DIPLOMACIA E COMÉRCIO
Estados Unidos aceitam discutir na OMC tarifaço imposto ao Brasil
Governo de Donald Trump concorda em realizar consultas sobre sobretaxas de 25% e 12,5% aplicadas a produtos brasileiros.
O governo dos Estados Unidos aceitou formalmente o pedido do Brasil para debater na OMC as recentes sobretaxas impostas ao país. A sinalização positiva foi enviada em documento oficial, no qual a gestão de Donald Trump confirma a disposição para abrir consultas e reavaliar o cenário comercial.
O Brasil acionou a OMC no fim de julho para questionar as tarifas adicionais de 25% e 12,5%. Enquanto a primeira taxa foi justificada por Washington como combate a práticas comerciais injustas, a segunda alega supostas falhas no combate ao trabalho forçado. Para o Brasil, as medidas são discriminatórias, carecem de base técnica e possuem caráter estritamente político.
A abertura desse canal de diálogo estabelece um cronograma de 60 dias para que as partes busquem uma solução consensual. O mecanismo permite, inclusive, que nações terceiras, como a China, participem do processo caso se sintam lesadas por políticas similares. O governo chinês já manifestou preocupação, pontuando que as barreiras americanas prejudicam a competitividade de seus produtos no mercado dos Estados Unidos.

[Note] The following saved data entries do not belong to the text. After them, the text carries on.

//! # Pipeline Data Model
//!
//! Records that flow between the classifier, router and orchestrator.

pub mod dead_letter;
pub mod dispatch_request;
pub mod work_item;

pub use dead_letter::{DeadLetterEntry, FailureReason};
pub use dispatch_request::DispatchRequest;
pub use work_item::{WorkItemState, WorkItemStatus};
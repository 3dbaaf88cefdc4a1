use super::error::ContractError;
use super::types::{
    ContractFile, ContractViolation, FieldType, StageContract, StageDefinition, ViolationKind,
};
use crate::constants::stages::{FIRST_STAGE, LAST_STAGE, STAGE_COUNT};
use serde_json::Value;
use std::collections::BTreeMap;
use std::path::Path;
use tracing::{debug, info};

/// Outputs of earlier stages, keyed by stage number
pub type StageInputs = BTreeMap<u32, Value>;

/// Read-only registry of the 25 stage contracts
///
/// Built once at startup; safe to share across threads without locking.
#[derive(Debug, Clone)]
pub struct StageContractRegistry {
    version: String,
    /// Indexed by `stage_number - 1`
    contracts: Vec<StageContract>,
}

impl StageContractRegistry {
    /// Load and integrity-check the contract file at `path`
    pub fn load(path: &Path) -> Result<Self, ContractError> {
        let contents = std::fs::read_to_string(path).map_err(|e| ContractError::Io {
            path: path.display().to_string(),
            error: e.to_string(),
        })?;
        Self::from_yaml_str(&contents, &path.display().to_string())
    }

    /// Parse and integrity-check contract YAML
    pub fn from_yaml_str(yaml: &str, source_name: &str) -> Result<Self, ContractError> {
        let file: ContractFile = serde_yaml::from_str(yaml).map_err(|e| ContractError::Parse {
            source_name: source_name.to_string(),
            reason: e.to_string(),
        })?;
        let registry = Self::from_definitions(file.version, file.stages)?;

        info!(
            source = source_name,
            version = %registry.version,
            stages = registry.contracts.len(),
            "📜 Stage contracts loaded"
        );

        Ok(registry)
    }

    /// Build a registry from parsed stage definitions, failing on the first
    /// integrity error
    pub fn from_definitions(
        version: String,
        definitions: BTreeMap<u32, StageDefinition>,
    ) -> Result<Self, ContractError> {
        if let Some(error) = Self::integrity_report(&definitions).into_iter().next() {
            return Err(error);
        }

        let contracts = definitions
            .into_iter()
            .map(|(stage_number, definition)| StageContract {
                stage_number,
                name: definition.name,
                consumes: definition.consumes,
                produces: definition.produces,
            })
            .collect();

        Ok(Self { version, contracts })
    }

    /// Every integrity error in the definitions, in stage order
    pub fn integrity_report(definitions: &BTreeMap<u32, StageDefinition>) -> Vec<ContractError> {
        let mut errors: Vec<ContractError> = definitions
            .keys()
            .filter(|stage| !(FIRST_STAGE..=LAST_STAGE).contains(*stage))
            .map(|stage| ContractError::UnexpectedStage { stage: *stage })
            .collect();

        errors.extend(
            (FIRST_STAGE..=LAST_STAGE)
                .filter(|stage| !definitions.contains_key(stage))
                .map(|stage| ContractError::MissingStage { stage }),
        );

        for (stage, definition) in definitions {
            for consumed in &definition.consumes {
                let upstream_stage = consumed.stage;
                let field = consumed.field.clone();

                if upstream_stage >= *stage {
                    errors.push(ContractError::ForwardReference {
                        stage: *stage,
                        upstream_stage,
                        field,
                    });
                    continue;
                }

                let Some(upstream) = definitions.get(&upstream_stage) else {
                    errors.push(ContractError::UnknownUpstreamStage {
                        stage: *stage,
                        upstream_stage,
                        field,
                    });
                    continue;
                };

                match upstream.produces.get(&consumed.field) {
                    None => errors.push(ContractError::MissingUpstreamField {
                        stage: *stage,
                        upstream_stage,
                        field,
                    }),
                    Some(produced) if !produced.field_type.satisfies(consumed.field_type) => {
                        errors.push(ContractError::TypeMismatch {
                            stage: *stage,
                            upstream_stage,
                            field,
                            declared: consumed.field_type.to_string(),
                            produced: produced.field_type.to_string(),
                        })
                    }
                    Some(_) => {}
                }
            }

            for (field, produced) in &definition.produces {
                errors.extend(produced.unknown_constraints().map(|key| {
                    ContractError::UnknownConstraint {
                        stage: *stage,
                        field: field.clone(),
                        key: key.to_string(),
                    }
                }));
            }
        }

        errors
    }

    pub fn version(&self) -> &str {
        &self.version
    }

    pub fn get(&self, stage: u32) -> Option<&StageContract> {
        let index = usize::try_from(stage.checked_sub(FIRST_STAGE)?).ok()?;
        self.contracts.get(index)
    }

    pub fn contracts(&self) -> &[StageContract] {
        &self.contracts
    }

    pub fn len(&self) -> usize {
        self.contracts.len()
    }

    pub fn is_empty(&self) -> bool {
        self.contracts.is_empty()
    }

    /// Whether the registry holds exactly one contract per pipeline stage
    pub fn is_complete(&self) -> bool {
        self.contracts.len() == STAGE_COUNT
    }

    /// Check every consumed field before a stage runs
    pub fn validate_pre_stage(&self, stage: u32, inputs: &StageInputs) -> Vec<ContractViolation> {
        let Some(contract) = self.get(stage) else {
            return vec![unknown_stage(stage)];
        };

        let mut violations = Vec::new();
        for consumed in &contract.consumes {
            let violation = |kind| ContractViolation {
                stage,
                field: consumed.field.clone(),
                source_stage: Some(consumed.stage),
                kind,
            };

            let Some(upstream_output) = inputs.get(&consumed.stage) else {
                if consumed.required {
                    violations.push(violation(ViolationKind::MissingUpstreamOutput));
                }
                continue;
            };

            match upstream_output.get(&consumed.field) {
                None | Some(Value::Null) => {
                    if consumed.required {
                        violations.push(violation(ViolationKind::MissingField));
                    }
                }
                Some(value) if !consumed.field_type.matches(value) => {
                    violations.push(violation(ViolationKind::TypeMismatch {
                        expected: consumed.field_type.to_string(),
                        actual: FieldType::describe(value).to_string(),
                    }));
                }
                Some(_) => {}
            }
        }

        debug!(
            stage = stage,
            violations = violations.len(),
            "Pre-stage contract validation"
        );
        violations
    }

    /// Check every produced field after a stage runs
    pub fn validate_post_stage(&self, stage: u32, output: &Value) -> Vec<ContractViolation> {
        let Some(contract) = self.get(stage) else {
            return vec![unknown_stage(stage)];
        };

        let Some(fields) = output.as_object() else {
            return vec![ContractViolation {
                stage,
                field: "*".to_string(),
                source_stage: None,
                kind: ViolationKind::NotAnObject,
            }];
        };

        let mut violations = Vec::new();
        for (name, produced) in &contract.produces {
            let violation = |kind| ContractViolation {
                stage,
                field: name.clone(),
                source_stage: None,
                kind,
            };

            match fields.get(name) {
                None | Some(Value::Null) => violations.push(violation(ViolationKind::MissingField)),
                Some(value) if !produced.field_type.matches(value) => {
                    violations.push(violation(ViolationKind::TypeMismatch {
                        expected: produced.field_type.to_string(),
                        actual: FieldType::describe(value).to_string(),
                    }));
                }
                Some(value) => {
                    for (constraint, detail) in produced.constraints.check(value) {
                        violations.push(violation(ViolationKind::ConstraintViolated {
                            constraint,
                            detail,
                        }));
                    }
                }
            }
        }

        debug!(
            stage = stage,
            violations = violations.len(),
            "Post-stage contract validation"
        );
        violations
    }
}

fn unknown_stage(stage: u32) -> ContractViolation {
    ContractViolation {
        stage,
        field: "*".to_string(),
        source_stage: None,
        kind: ViolationKind::UnknownStage,
    }
}
//! # Trigger Classification
//!
//! Maps inbound event names to one of three delivery channels and turns raw
//! events into schedulable [`DispatchRequest`](crate::models::DispatchRequest)s.
//!
//! | Class           | Rank | Max latency | Interruptible |
//! |-----------------|------|-------------|---------------|
//! | `Event`         | 0    | 5s          | yes           |
//! | `Round`         | 1    | 5m          | no            |
//! | `PriorityQueue` | 2    | 1h          | no            |
//!
//! Unknown event names degrade to `PriorityQueue` so an unrecognized signal
//! never blocks the pipeline nor jumps the queue.

pub mod classifier;

pub use classifier::{
    build_dispatch_request, classify, definition_of, sort_by_urgency, urgency_rank_of,
    HasUrgency, TriggerClass, TriggerDefinition, TRIGGER_DEFINITIONS,
};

Embora a diplomacia brasileira trate o estágio atual como um passo simbólico, o Palácio do Planalto avalia positivamente o aceite, visto que Washington poderia ter ignorado a solicitação. A medida reflete um alívio momentâneo para produtores brasileiros que dependem da estabilidade comercial.
Para Oliver Stuenkel, professor da Fundação Getúlio Vargas, o diálogo iniciado é um sinal cauteloso, mas ainda insuficiente para garantir segurança jurídica. 'São dois pequenos passos positivos. Caminho longo, mas mostra que existe aí um potencial para ter conversas produtivas ao longo das próximas semanas e meses. É preciso se preparar para um cenário de incerteza permanente. A relação comercial com os Estados Unidos, é, será conturbada enquanto Trump for o presidente dos Estados Unidos', avalia.
O processo segue em fase de consultas e ainda não há uma decisão definitiva sobre a reversão das tarifas, dependendo da capacidade de negociação entre as partes nos próximos meses.